**Task statement:** When the string "first" occurs in a line of the records, show that line.

Stored items:
* * *

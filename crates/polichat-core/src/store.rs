//! The `PolichatStore` trait.
//!
//! Implemented by storage backends (e.g. `polichat-store-sqlite`). The HTTP
//! layer depends on this abstraction, not on any concrete backend.

use std::future::Future;

use chrono::NaiveDate;

use crate::{
  debate::{DebateKey, NewTranscript, Transcript, VersionedInsert},
  intimacy::{Intimacy, LevelChange},
  issue::{Issue, SaveOutcome, TopicBrief},
  memory::{ChatRecord, UserMemory},
  persona::{KnowledgeChunk, KnowledgeFile, Persona},
};

/// Abstraction over a Polichat storage backend.
///
/// All methods return `Send` futures so the trait can be used in
/// multi-threaded async runtimes (e.g. tokio with `axum`).
pub trait PolichatStore: Send + Sync {
  type Error: std::error::Error + Send + Sync + 'static;

  // ── Personas ──────────────────────────────────────────────────────────

  /// Insert or replace a persona. `updated_at` is set by the store.
  fn upsert_persona(
    &self,
    persona: Persona,
  ) -> impl Future<Output = Result<Persona, Self::Error>> + Send + '_;

  fn get_persona<'a>(
    &'a self,
    id: &'a str,
  ) -> impl Future<Output = Result<Option<Persona>, Self::Error>> + Send + 'a;

  fn list_personas(&self) -> impl Future<Output = Result<Vec<Persona>, Self::Error>> + Send + '_;

  /// Delete a persona and its knowledge files. Returns `false` if absent.
  fn delete_persona<'a>(
    &'a self,
    id: &'a str,
  ) -> impl Future<Output = Result<bool, Self::Error>> + Send + 'a;

  // ── Knowledge ─────────────────────────────────────────────────────────

  /// Insert or replace a knowledge file, keyed by `(persona_id, name)`.
  fn put_knowledge(
    &self,
    file: KnowledgeFile,
  ) -> impl Future<Output = Result<KnowledgeFile, Self::Error>> + Send + '_;

  fn list_knowledge<'a>(
    &'a self,
    persona_id: &'a str,
  ) -> impl Future<Output = Result<Vec<KnowledgeFile>, Self::Error>> + Send + 'a;

  fn delete_knowledge<'a>(
    &'a self,
    persona_id: &'a str,
    name: &'a str,
  ) -> impl Future<Output = Result<bool, Self::Error>> + Send + 'a;

  /// Knowledge chunks that mention any term of `query`, best match first.
  fn search_knowledge<'a>(
    &'a self,
    persona_id: &'a str,
    query: &'a str,
    limit: usize,
  ) -> impl Future<Output = Result<Vec<KnowledgeChunk>, Self::Error>> + Send + 'a;

  // ── Debate cache ──────────────────────────────────────────────────────

  fn latest_version<'a>(
    &'a self,
    key: &'a DebateKey,
  ) -> impl Future<Output = Result<Option<u32>, Self::Error>> + Send + 'a;

  /// Insert a transcript at exactly `version`. A concurrent writer that took
  /// the same version yields [`VersionedInsert::Conflict`], not an error.
  fn insert_transcript(
    &self,
    transcript: NewTranscript,
    version: u32,
  ) -> impl Future<Output = Result<VersionedInsert, Self::Error>> + Send + '_;

  fn latest_transcript<'a>(
    &'a self,
    key: &'a DebateKey,
  ) -> impl Future<Output = Result<Option<Transcript>, Self::Error>> + Send + 'a;

  fn get_transcript<'a>(
    &'a self,
    key: &'a DebateKey,
    version: u32,
  ) -> impl Future<Output = Result<Option<Transcript>, Self::Error>> + Send + 'a;

  // ── Issues ────────────────────────────────────────────────────────────

  /// Persist the issue for `issue.date`. An existing row for that date is
  /// only replaced when `force` is set.
  fn save_issue(
    &self,
    issue: Issue,
    force: bool,
  ) -> impl Future<Output = Result<SaveOutcome, Self::Error>> + Send + '_;

  fn get_issue(
    &self,
    date: NaiveDate,
  ) -> impl Future<Output = Result<Option<Issue>, Self::Error>> + Send + '_;

  /// Most recent issues, newest first.
  fn list_issues(
    &self,
    limit: usize,
  ) -> impl Future<Output = Result<Vec<Issue>, Self::Error>> + Send + '_;

  // ── Briefs ────────────────────────────────────────────────────────────

  fn put_brief(&self, brief: TopicBrief)
  -> impl Future<Output = Result<(), Self::Error>> + Send + '_;

  fn get_brief<'a>(
    &'a self,
    topic: &'a str,
    persona_id: &'a str,
  ) -> impl Future<Output = Result<Option<TopicBrief>, Self::Error>> + Send + 'a;

  // ── Memory and history ────────────────────────────────────────────────

  /// Count one user message towards the memory row, creating it if needed.
  fn record_message<'a>(
    &'a self,
    user_id: &'a str,
    persona_id: &'a str,
  ) -> impl Future<Output = Result<UserMemory, Self::Error>> + Send + 'a;

  fn get_memory<'a>(
    &'a self,
    user_id: &'a str,
    persona_id: &'a str,
  ) -> impl Future<Output = Result<Option<UserMemory>, Self::Error>> + Send + 'a;

  /// Remember `fact` for the pair. Counters are left as they are.
  fn add_memory_fact<'a>(
    &'a self,
    user_id: &'a str,
    persona_id: &'a str,
    fact: &'a str,
  ) -> impl Future<Output = Result<UserMemory, Self::Error>> + Send + 'a;

  fn append_chat(&self, record: ChatRecord)
  -> impl Future<Output = Result<(), Self::Error>> + Send + '_;

  /// The last `limit` records in chronological order.
  fn recent_chat<'a>(
    &'a self,
    user_id: &'a str,
    persona_id: &'a str,
    limit: usize,
  ) -> impl Future<Output = Result<Vec<ChatRecord>, Self::Error>> + Send + 'a;

  // ── Intimacy ──────────────────────────────────────────────────────────

  /// The stored intimacy row, or a fresh level-1 row when none exists.
  fn get_intimacy<'a>(
    &'a self,
    user_id: &'a str,
    persona_id: &'a str,
  ) -> impl Future<Output = Result<Intimacy, Self::Error>> + Send + 'a;

  /// Add `xp` and persist the result in one step, starting from a level-1
  /// row when none exists.
  fn gain_intimacy<'a>(
    &'a self,
    user_id: &'a str,
    persona_id: &'a str,
    xp: u32,
  ) -> impl Future<Output = Result<(Intimacy, LevelChange), Self::Error>> + Send + 'a;
}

* * *

**Result for this exercise:**
  /// Knowledge chunks that mention any term of `query`, best match first.
  /// Most recent issues, newest first.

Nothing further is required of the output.